The report ranks Nevada fourth in the country for overdoses. West Virginia is ranked the worst in the country.

There is a silver lining to the report, out of the ten indicators that show a state is making progress in battling the epidemic, like available treatment centers and laws to curb drug abuse, Nevada gets a seven.

Josh, who only wants to go by his first name, knows all to well the struggle with painkiller abuse. He now works at the Las Vegas Recovery Center, but nine years ago he was being treated for prescription drug abuse.

"Detox is horrific." Josh said.

Over the last decade, he has noticed a change.
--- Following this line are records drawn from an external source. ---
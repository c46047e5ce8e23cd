// File I/O operations

pub mod csv;
pub mod json;
pub mod xlsx;

use std::path::Path;

use chargeaudit_recon::model::AuditSummary;
use chargeaudit_recon::InputTable;

/// Spreadsheet formats, by file extension.
#[derive(Debug, Clone, Copy, PartialEq, Eq)]
pub enum FileFormat {
    Csv,
    Tsv,
    /// Anything calamine reads: xlsx, xlsm, xlsb, xls, ods.
    Excel,
}

impl FileFormat {
    pub fn from_path(path: &Path) -> Result<Self, String> {
        let ext = path
            .extension()
            .and_then(|e| e.to_str())
            .map(|e| e.to_ascii_lowercase())
            .unwrap_or_default();
        match ext.as_str() {
            "csv" | "txt" => Ok(Self::Csv),
            "tsv" | "tab" => Ok(Self::Tsv),
            "xlsx" | "xlsm" | "xlsb" | "xls" | "ods" => Ok(Self::Excel),
            "" => Err(format!("{}: cannot tell the file format without an extension", path.display())),
            other => Err(format!("{}: unsupported file type '.{other}'", path.display())),
        }
    }
}

/// Read the input collection. `sheet` selects a worksheet in Excel files
/// and is ignored for delimited text.
pub fn import_table(path: &Path, sheet: Option<&str>) -> Result<InputTable, String> {
    match FileFormat::from_path(path)? {
        FileFormat::Csv => crate::csv::import(path),
        FileFormat::Tsv => crate::csv::import_tsv(path),
        FileFormat::Excel => xlsx::import(path, sheet),
    }
}

/// Write an annotated table. Excel output gets a summary sheet when one
/// is given; delimited output carries the table only.
pub fn export_table(table: &InputTable, summary: Option<&AuditSummary>, path: &Path) -> Result<(), String> {
    match FileFormat::from_path(path)? {
        FileFormat::Csv => crate::csv::export(table, path),
        FileFormat::Tsv => crate::csv::export_tsv(table, path),
        FileFormat::Excel => {
            if path.extension().and_then(|e| e.to_str()).map(|e| e.eq_ignore_ascii_case("xlsx")) != Some(true) {
                return Err(format!("{}: spreadsheet export is written as .xlsx only", path.display()));
            }
            xlsx::export(table, summary, path)
        }
    }
}

#[cfg(test)]
mod tests {
    use super::*;
    use chargeaudit_recon::CellValue;
    use tempfile::tempdir;

    #[test]
    fn format_from_extension() {
        assert_eq!(FileFormat::from_path(Path::new("a.CSV")), Ok(FileFormat::Csv));
        assert_eq!(FileFormat::from_path(Path::new("a.tsv")), Ok(FileFormat::Tsv));
        assert_eq!(FileFormat::from_path(Path::new("a.xlsx")), Ok(FileFormat::Excel));
        assert_eq!(FileFormat::from_path(Path::new("a.ods")), Ok(FileFormat::Excel));
        assert!(FileFormat::from_path(Path::new("a.pdf")).unwrap_err().contains(".pdf"));
        assert!(FileFormat::from_path(Path::new("noext")).is_err());
    }

    #[test]
    fn export_rejects_legacy_excel() {
        let dir = tempdir().unwrap();
        let err = export_table(&InputTable::default(), None, &dir.path().join("out.xls")).unwrap_err();
        assert!(err.contains(".xlsx"));
    }

    #[test]
    fn csv_and_xlsx_agree() {
        let dir = tempdir().unwrap();
        let table = InputTable::from_rows(
            vec!["PatientID".into(), "Reason for Invalid".into()],
            vec![vec![CellValue::from("1001"), CellValue::from("ICD 1 Mismatch")]],
        );
        let csv_path = dir.path().join("out.csv");
        let xlsx_path = dir.path().join("out.xlsx");
        export_table(&table, None, &csv_path).unwrap();
        export_table(&table, None, &xlsx_path).unwrap();

        let from_csv = import_table(&csv_path, None).unwrap();
        let from_xlsx = import_table(&xlsx_path, None).unwrap();
        assert_eq!(from_csv, from_xlsx);
    }
}
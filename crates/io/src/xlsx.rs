// Excel import (xlsx, xls, xlsb, ods) and annotated xlsx export

use std::path::Path;

use calamine::{open_workbook_auto, Data, Reader};
use chrono::{Duration, NaiveDate, NaiveDateTime};
use rust_xlsxwriter::{Format, Workbook, Worksheet, XlsxError};

use chargeaudit_recon::model::AuditSummary;
use chargeaudit_recon::report::summary_lines;
use chargeaudit_recon::{CellValue, InputRow, InputTable};

/// Name of the data sheet in exported workbooks.
pub const RESULTS_SHEET: &str = "Audit Results";
/// Name of the summary sheet in exported workbooks.
pub const SUMMARY_SHEET: &str = "Summary";

/// Import one sheet (the first when `sheet` is `None`). The first row is
/// the header row.
pub fn import(path: &Path, sheet: Option<&str>) -> Result<InputTable, String> {
    let mut workbook = open_workbook_auto(path)
        .map_err(|e| format!("Failed to open Excel file: {}", e))?;

    let sheet_name = match sheet {
        Some(name) => name.to_string(),
        None => workbook
            .sheet_names()
            .first()
            .cloned()
            .ok_or_else(|| "Excel file contains no sheets".to_string())?,
    };

    let range = workbook
        .worksheet_range(&sheet_name)
        .map_err(|e| format!("Failed to read sheet '{}': {}", sheet_name, e))?;

    let mut rows = range.rows();
    let headers: Vec<String> = match rows.next() {
        Some(header) => header.iter().map(|c| convert_cell(c).to_string().trim().to_string()).collect(),
        None => return Ok(InputTable::default()),
    };

    // Row numbers are the sheet's own 1-based rows, so skipped blank rows still count.
    let header_row = range.start().map_or(0, |(row, _)| row as usize) + 1;
    let mut data = Vec::new();
    for (i, row) in rows.enumerate() {
        let cells: Vec<CellValue> = row.iter().map(convert_cell).collect();
        if cells.iter().all(CellValue::is_empty) {
            continue;
        }
        data.push(InputRow { row_number: header_row + i + 1, cells });
    }

    tracing::debug!(sheet = %sheet_name, rows = data.len(), "imported worksheet");
    Ok(InputTable { headers, rows: data })
}

fn convert_cell(cell: &Data) -> CellValue {
    match cell {
        Data::Empty => CellValue::Empty,
        Data::String(s) => CellValue::from(s.as_str()),
        Data::Float(n) => CellValue::Number(*n),
        Data::Int(n) => CellValue::Number(*n as f64),
        Data::Bool(b) => CellValue::Text(if *b { "TRUE" } else { "FALSE" }.to_string()),
        Data::Error(e) => CellValue::Text(format!("#{:?}", e)),
        Data::DateTime(dt) => serial_to_datetime(dt.as_f64())
            .map(CellValue::Date)
            .unwrap_or(CellValue::Number(dt.as_f64())),
        Data::DateTimeIso(s) | Data::DurationIso(s) => CellValue::from(s.as_str()),
    }
}

/// Excel serial date (1900 system) to a timestamp, rounded to the second.
fn serial_to_datetime(serial: f64) -> Option<NaiveDateTime> {
    if !serial.is_finite() || serial < 0.0 {
        return None;
    }
    // Serial 0 is 1899-12-30 once the 1900 leap-year bug is accounted for.
    let epoch = NaiveDate::from_ymd_opt(1899, 12, 30)?.and_hms_opt(0, 0, 0)?;
    let days = serial.trunc() as i64;
    let seconds = (serial.fract() * 86_400.0).round() as i64;
    epoch.checked_add_signed(Duration::days(days) + Duration::seconds(seconds))
}

/// Write the annotated table as the first sheet, plus a summary sheet when given.
pub fn export(table: &InputTable, summary: Option<&AuditSummary>, path: &Path) -> Result<(), String> {
    let mut workbook = Workbook::new();
    let header_format = Format::new().set_bold();

    let worksheet = workbook
        .add_worksheet()
        .set_name(RESULTS_SHEET)
        .map_err(|e| format!("Failed to create sheet '{}': {}", RESULTS_SHEET, e))?;
    write_table(worksheet, table, &header_format).map_err(|e| format!("Failed to write results: {}", e))?;

    if let Some(summary) = summary {
        let worksheet = workbook
            .add_worksheet()
            .set_name(SUMMARY_SHEET)
            .map_err(|e| format!("Failed to create sheet '{}': {}", SUMMARY_SHEET, e))?;
        write_summary(worksheet, summary, &header_format)
            .map_err(|e| format!("Failed to write summary: {}", e))?;
    }

    workbook
        .save(path)
        .map_err(|e| format!("Failed to save XLSX file: {}", e))?;
    Ok(())
}

fn write_table(worksheet: &mut Worksheet, table: &InputTable, header_format: &Format) -> Result<(), XlsxError> {
    for (col, header) in table.headers.iter().enumerate() {
        worksheet.write_string_with_format(0, col as u16, header, header_format)?;
    }
    for (i, row) in table.rows.iter().enumerate() {
        let row32 = (i + 1) as u32;
        for (col, cell) in row.cells.iter().enumerate() {
            let col16 = col as u16;
            match cell {
                CellValue::Empty => {}
                CellValue::Number(n) => {
                    worksheet.write_number(row32, col16, *n)?;
                }
                other => {
                    worksheet.write_string(row32, col16, other.to_string())?;
                }
            }
        }
    }
    if !table.headers.is_empty() {
        worksheet.set_freeze_panes(1, 0)?;
    }
    Ok(())
}

fn write_summary(worksheet: &mut Worksheet, summary: &AuditSummary, header_format: &Format) -> Result<(), XlsxError> {
    worksheet.write_string_with_format(0, 0, "Metric", header_format)?;
    worksheet.write_string_with_format(0, 1, "Value", header_format)?;
    for (i, (label, value)) in summary_lines(summary).into_iter().enumerate() {
        let row = (i + 1) as u32;
        worksheet.write_string(row, 0, label)?;
        match value.parse::<f64>() {
            Ok(n) => worksheet.write_number(row, 1, n)?,
            Err(_) => worksheet.write_string(row, 1, value)?,
        };
    }
    worksheet.set_column_width(0, 24)?;
    Ok(())
}
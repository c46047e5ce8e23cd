// JSON export

use std::fs::File;
use std::io::BufWriter;
use std::path::Path;

use serde::Serialize;

/// Write any serializable result as pretty-printed JSON.
pub fn export<T: Serialize>(value: &T, path: &Path) -> Result<(), String> {
    let file = File::create(path).map_err(|e| format!("{}: {e}", path.display()))?;
    let writer = BufWriter::new(file);
    serde_json::to_writer_pretty(writer, value).map_err(|e| e.to_string())
}

/// Pretty-printed JSON as a string, for stdout.
pub fn to_string<T: Serialize>(value: &T) -> Result<String, String> {
    serde_json::to_string_pretty(value).map_err(|e| e.to_string())
}

#[cfg(test)]
mod tests {
    use super::*;
    use std::collections::BTreeMap;
    use tempfile::tempdir;

    #[test]
    fn writes_pretty_json() {
        let dir = tempdir().unwrap();
        let path = dir.path().join("result.json");
        let value: BTreeMap<&str, usize> = [("total_records", 3)].into_iter().collect();

        export(&value, &path).unwrap();

        let content = std::fs::read_to_string(&path).unwrap();
        assert!(content.contains("\"total_records\": 3"));
        let parsed: serde_json::Value = serde_json::from_str(&content).unwrap();
        assert_eq!(parsed["total_records"], 3);
    }
}
pub mod client;
pub mod codec;
pub mod connection;
pub mod datatypes;
pub mod frame;
mod macros;


// Re-export codec types for direct access
pub use codec::{CodecError, Decodable, Encodable, Frame, PduHeader, PduRegistry};

// Re-export the main client API for easy access
pub use client::{
    Esme, EsmeCallbacks, EsmeConfig, EsmeEvent, EsmeHandle, SmppError, SmppResult,
    SubmitSmParams,
};

/// Error returned by most functions.
///
/// When writing a real application, one might want to consider a specialized
/// error handling crate or defining an error type as an `enum` of causes.
/// The frame level code only needs to carry I/O, framing and codec failures
/// up to the session, which converts them into [`SmppError`].
///
/// For performance reasons, boxing is avoided in any hot path. For example, in
/// `parse`, a custom error `enum` is defined. This is because the error is hit
/// and handled during normal execution when a partial frame is received on a
/// socket. `std::error::Error` is implemented for `frame::Error` which allows
/// it to be converted to `Box<dyn std::error::Error>`.
pub type Error = Box<dyn std::error::Error + Send + Sync>;

/// A specialized `Result` type for frame level operations.
///
/// # Examples
///
/// ## Running one session over a socket
///
/// Without the reconnecting service, a session can be run directly on any
/// stream; it binds, then serves until the connection ends:
///
/// ```rust,no_run
/// use smpp_esme::client::{Esme, EsmeConfig, EsmeSettings, MemoryStore};
/// use std::sync::Arc;
/// use tokio::net::TcpStream;
///
/// #[tokio::main]
/// async fn main() -> Result<(), Box<dyn std::error::Error>> {
///     let config = EsmeConfig::from_toml(r#"
///         system_id = "esme"
///         password = "secret"
///     "#)?;
///     let (events, mut rx) = tokio::sync::mpsc::unbounded_channel();
///
///     let stream = TcpStream::connect(config.address()).await?;
///     let session = Esme::new(
///         stream,
///         Arc::new(EsmeSettings::from_config(&config)?),
///         Arc::new(MemoryStore::new()),
///         Arc::new(events),
///     );
///     let task = tokio::spawn(session.run());
///
///     while let Some(event) = rx.recv().await {
///         println!("{event:?}");
///     }
///     task.await??;
///     Ok(())
/// }
/// ```
pub type Result<T> = std::result::Result<T, Error>;
// ABOUTME: Implements SMPP v3.4 submit_multi and submit_multi_resp PDUs for multi-destination messaging
// ABOUTME: Destinations are SME addresses or distribution list names, failures come back per SME

use crate::codec::{
    CodecError, Decodable, Encodable, PduHeader, decode_cstring, decode_octets, decode_u8,
    decode_u32, encode_cstring, encode_u8, encode_u32, encode_with_header,
};
use crate::datatypes::{
    CommandId, CommandStatus, MAX_SHORT_MESSAGE_LEN, Tlv, decode_tlvs, encode_tlvs, find_tlv,
};
use bytes::{Buf, BufMut, Bytes, BytesMut};
use std::io::Cursor;

/// Maximum number of destinations a single submit_multi may carry
pub const MAX_DESTINATIONS: usize = 254;

const DEST_FLAG_SME_ADDRESS: u8 = 1;
const DEST_FLAG_DISTRIBUTION_LIST: u8 = 2;

/// One entry of the submit_multi dest_address list
#[derive(Clone, Debug, PartialEq)]
pub enum DestAddress {
    SmeAddress { ton: u8, npi: u8, addr: String },
    DistributionList(String),
}

impl DestAddress {
    pub fn sme(ton: u8, npi: u8, addr: &str) -> Self {
        DestAddress::SmeAddress {
            ton,
            npi,
            addr: addr.to_string(),
        }
    }

    fn encode(&self, buf: &mut BytesMut) -> Result<(), CodecError> {
        match self {
            DestAddress::SmeAddress { ton, npi, addr } => {
                encode_u8(buf, DEST_FLAG_SME_ADDRESS);
                encode_u8(buf, *ton);
                encode_u8(buf, *npi);
                encode_cstring(buf, addr, 21, "destination_addr")
            }
            DestAddress::DistributionList(name) => {
                encode_u8(buf, DEST_FLAG_DISTRIBUTION_LIST);
                encode_cstring(buf, name, 21, "dl_name")
            }
        }
    }

    fn decode(buf: &mut Cursor<&[u8]>) -> Result<Self, CodecError> {
        match decode_u8(buf)? {
            DEST_FLAG_SME_ADDRESS => Ok(DestAddress::SmeAddress {
                ton: decode_u8(buf)?,
                npi: decode_u8(buf)?,
                addr: decode_cstring(buf, 21, "destination_addr")?,
            }),
            DEST_FLAG_DISTRIBUTION_LIST => Ok(DestAddress::DistributionList(decode_cstring(
                buf, 21, "dl_name",
            )?)),
            flag => Err(CodecError::FieldValidation {
                field: "dest_flag",
                reason: format!("unknown dest_flag {flag}"),
            }),
        }
    }
}

/// SMPP v3.4 submit_multi PDU (Section 4.5.1)
///
/// Same body as submit_sm except that the single destination is replaced by
/// a counted list of up to 254 SME addresses or distribution lists.
#[derive(Clone, Debug, PartialEq)]
pub struct SubmitMulti {
    pub command_status: CommandStatus,
    pub sequence_number: u32,
    pub service_type: String,
    pub source_addr_ton: u8,
    pub source_addr_npi: u8,
    pub source_addr: String,
    pub dest_addresses: Vec<DestAddress>,
    pub esm_class: u8,
    pub protocol_id: u8,
    pub priority_flag: u8,
    pub schedule_delivery_time: String,
    pub validity_period: String,
    pub registered_delivery: u8,
    pub replace_if_present_flag: u8,
    pub data_coding: u8,
    pub sm_default_msg_id: u8,
    pub short_message: Bytes,
    pub optional_params: Vec<Tlv>,
}

impl SubmitMulti {
    pub fn new(
        sequence_number: u32,
        dest_addresses: Vec<DestAddress>,
        short_message: impl Into<Bytes>,
    ) -> Self {
        SubmitMulti {
            command_status: CommandStatus::Ok,
            sequence_number,
            service_type: String::new(),
            source_addr_ton: 0,
            source_addr_npi: 0,
            source_addr: String::new(),
            dest_addresses,
            esm_class: 0,
            protocol_id: 0,
            priority_flag: 0,
            schedule_delivery_time: String::new(),
            validity_period: String::new(),
            registered_delivery: 0,
            replace_if_present_flag: 0,
            data_coding: 0,
            sm_default_msg_id: 0,
            short_message: short_message.into(),
            optional_params: Vec::new(),
        }
    }

    pub fn tlv(&self, tag: u16) -> Option<&Tlv> {
        find_tlv(&self.optional_params, tag)
    }

    crate::macros::builder_setters! {
        service_type: String,
        source_addr_ton: u8,
        source_addr_npi: u8,
        source_addr: String,
        esm_class: u8,
        registered_delivery: u8,
        data_coding: u8,
        optional_params: Vec<Tlv>,
    }
}

impl Decodable for SubmitMulti {
    fn command_id() -> CommandId {
        CommandId::SubmitMulti
    }

    fn decode(header: PduHeader, buf: &mut Cursor<&[u8]>) -> Result<Self, CodecError> {
        Self::validate_header(&header)?;

        let service_type = decode_cstring(buf, 6, "service_type")?;
        let source_addr_ton = decode_u8(buf)?;
        let source_addr_npi = decode_u8(buf)?;
        let source_addr = decode_cstring(buf, 21, "source_addr")?;

        let number_of_dests = decode_u8(buf)?;
        let dest_addresses = (0..number_of_dests)
            .map(|_| DestAddress::decode(buf))
            .collect::<Result<Vec<_>, _>>()?;

        let esm_class = decode_u8(buf)?;
        let protocol_id = decode_u8(buf)?;
        let priority_flag = decode_u8(buf)?;
        let schedule_delivery_time = decode_cstring(buf, 17, "schedule_delivery_time")?;
        let validity_period = decode_cstring(buf, 17, "validity_period")?;
        let registered_delivery = decode_u8(buf)?;
        let replace_if_present_flag = decode_u8(buf)?;
        let data_coding = decode_u8(buf)?;
        let sm_default_msg_id = decode_u8(buf)?;
        let sm_length = decode_u8(buf)? as usize;
        let short_message = decode_octets(buf, sm_length, "short_message")?;

        Ok(SubmitMulti {
            command_status: header.command_status,
            sequence_number: header.sequence_number,
            service_type,
            source_addr_ton,
            source_addr_npi,
            source_addr,
            dest_addresses,
            esm_class,
            protocol_id,
            priority_flag,
            schedule_delivery_time,
            validity_period,
            registered_delivery,
            replace_if_present_flag,
            data_coding,
            sm_default_msg_id,
            short_message,
            optional_params: decode_tlvs(buf)?,
        })
    }
}

impl Encodable for SubmitMulti {
    fn encode(&self, buf: &mut BytesMut) -> Result<(), CodecError> {
        if self.dest_addresses.is_empty() || self.dest_addresses.len() > MAX_DESTINATIONS {
            return Err(CodecError::FieldValidation {
                field: "number_of_dests",
                reason: format!(
                    "{} destinations, must be 1-{MAX_DESTINATIONS}",
                    self.dest_addresses.len()
                ),
            });
        }
        if self.short_message.len() > MAX_SHORT_MESSAGE_LEN as usize {
            return Err(CodecError::FieldValidation {
                field: "short_message",
                reason: format!(
                    "{} bytes exceeds the limit of {MAX_SHORT_MESSAGE_LEN}, use message_payload",
                    self.short_message.len()
                ),
            });
        }

        let header = PduHeader::new(
            CommandId::SubmitMulti,
            self.command_status,
            self.sequence_number,
        );
        encode_with_header(buf, &header, |buf| {
            encode_cstring(buf, &self.service_type, 6, "service_type")?;
            encode_u8(buf, self.source_addr_ton);
            encode_u8(buf, self.source_addr_npi);
            encode_cstring(buf, &self.source_addr, 21, "source_addr")?;
            encode_u8(buf, self.dest_addresses.len() as u8);
            for dest in &self.dest_addresses {
                dest.encode(buf)?;
            }
            encode_u8(buf, self.esm_class);
            encode_u8(buf, self.protocol_id);
            encode_u8(buf, self.priority_flag);
            encode_cstring(buf, &self.schedule_delivery_time, 17, "schedule_delivery_time")?;
            encode_cstring(buf, &self.validity_period, 17, "validity_period")?;
            encode_u8(buf, self.registered_delivery);
            encode_u8(buf, self.replace_if_present_flag);
            encode_u8(buf, self.data_coding);
            encode_u8(buf, self.sm_default_msg_id);
            encode_u8(buf, self.short_message.len() as u8);
            buf.put_slice(&self.short_message);
            encode_tlvs(&self.optional_params, buf)
        })
    }
}

/// A destination the SMSC could not accept, as reported in submit_multi_resp
#[derive(Clone, Debug, PartialEq)]
pub struct UnsuccessSme {
    pub dest_addr_ton: u8,
    pub dest_addr_npi: u8,
    pub destination_addr: String,
    pub error_status_code: CommandStatus,
}

/// SMPP v3.4 submit_multi_resp PDU (Section 4.5.2)
#[derive(Clone, Debug, PartialEq)]
pub struct SubmitMultiResponse {
    pub command_status: CommandStatus,
    pub sequence_number: u32,
    pub message_id: String,
    pub unsuccess_smes: Vec<UnsuccessSme>,
}

impl SubmitMultiResponse {
    pub fn new(sequence_number: u32, message_id: &str) -> Self {
        SubmitMultiResponse {
            command_status: CommandStatus::Ok,
            sequence_number,
            message_id: message_id.to_string(),
            unsuccess_smes: Vec::new(),
        }
    }

    pub fn error(sequence_number: u32, status: CommandStatus) -> Self {
        SubmitMultiResponse {
            command_status: status,
            sequence_number,
            message_id: String::new(),
            unsuccess_smes: Vec::new(),
        }
    }
}

impl Decodable for SubmitMultiResponse {
    fn command_id() -> CommandId {
        CommandId::SubmitMultiResp
    }

    fn decode(header: PduHeader, buf: &mut Cursor<&[u8]>) -> Result<Self, CodecError> {
        Self::validate_header(&header)?;

        if !buf.has_remaining() {
            return Ok(SubmitMultiResponse::error(
                header.sequence_number,
                header.command_status,
            ));
        }

        let message_id = decode_cstring(buf, 65, "message_id")?;
        let no_unsuccess = if buf.has_remaining() {
            decode_u8(buf)?
        } else {
            0
        };
        let unsuccess_smes = (0..no_unsuccess)
            .map(|_| {
                Ok(UnsuccessSme {
                    dest_addr_ton: decode_u8(buf)?,
                    dest_addr_npi: decode_u8(buf)?,
                    destination_addr: decode_cstring(buf, 21, "destination_addr")?,
                    error_status_code: CommandStatus::from(decode_u32(buf)?),
                })
            })
            .collect::<Result<Vec<_>, CodecError>>()?;

        Ok(SubmitMultiResponse {
            command_status: header.command_status,
            sequence_number: header.sequence_number,
            message_id,
            unsuccess_smes,
        })
    }
}

impl Encodable for SubmitMultiResponse {
    fn encode(&self, buf: &mut BytesMut) -> Result<(), CodecError> {
        let header = PduHeader::new(
            CommandId::SubmitMultiResp,
            self.command_status,
            self.sequence_number,
        );
        encode_with_header(buf, &header, |buf| {
            encode_cstring(buf, &self.message_id, 65, "message_id")?;
            encode_u8(buf, self.unsuccess_smes.len() as u8);
            for sme in &self.unsuccess_smes {
                encode_u8(buf, sme.dest_addr_ton);
                encode_u8(buf, sme.dest_addr_npi);
                encode_cstring(buf, &sme.destination_addr, 21, "destination_addr")?;
                encode_u32(buf, sme.error_status_code.into());
            }
            Ok(())
        })
    }
}

#[cfg(test)]
mod tests {
    use super::*;
    use crate::codec::Frame;

    #[test]
    fn submit_multi_with_mixed_destinations() {
        let multi = SubmitMulti::new(
            11,
            vec![
                DestAddress::sme(1, 1, "27831234567"),
                DestAddress::DistributionList("friends".to_string()),
            ],
            "Hello all",
        )
        .source_addr("1234".to_string());

        let bytes = multi.to_bytes().unwrap();
        let Frame::SubmitMulti(decoded) = Frame::parse(&bytes).unwrap() else {
            panic!("Expected SubmitMulti");
        };
        assert_eq!(decoded.dest_addresses.len(), 2);
        assert_eq!(*decoded, multi);
    }

    #[test]
    fn submit_multi_needs_a_destination() {
        let multi = SubmitMulti::new(1, Vec::new(), "x");
        assert!(matches!(
            multi.to_bytes(),
            Err(CodecError::FieldValidation {
                field: "number_of_dests",
                ..
            })
        ));
    }

    #[test]
    fn submit_multi_resp_reports_failed_smes() {
        let mut resp = SubmitMultiResponse::new(11, "multi-1");
        resp.unsuccess_smes.push(UnsuccessSme {
            dest_addr_ton: 1,
            dest_addr_npi: 1,
            destination_addr: "27830000000".to_string(),
            error_status_code: CommandStatus::InvalidDestinationAddress,
        });

        let bytes = resp.to_bytes().unwrap();
        assert_eq!(Frame::parse(&bytes).unwrap(), Frame::SubmitMultiResp(resp));
    }
}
More and more patients are being treated for painkiller abuse like he was.

"We admit hundreds of people every year and a vast majority of those are prescription medication." Josh said.

The number of people who never make it to treatment centers is growing too, according to the report, which says in Nevada more than 20 people per 100,000 die from painkiller overdose every year.

The group's spokesperson says the country is in peril.

"This translates to about 50 Americans dying each day from prescription painkiller overdoses," Jeff Levi, with Trust for America's Health, said.

The report goes on to show ideas on how to curb the problem, including police drug-take-back events where people can drop off pills to be destroyed.

Nevada is one of the leading states in that effort. State Senator Tick Segerblom has been trying to curb statewide drug abuse. He says 500 people a year overdose in Clark County.

"Paramedics that say they go to locations and find somebody with an overdose and the pills around the person is just astronomical," Segerblom said.

Segerblom would also like to see easier access to treatment centers so people struggling with drugs can meet with administrators like Josh and recover like Josh did.

The report goes on to show that drug problems cost the country $53.4 billion a year.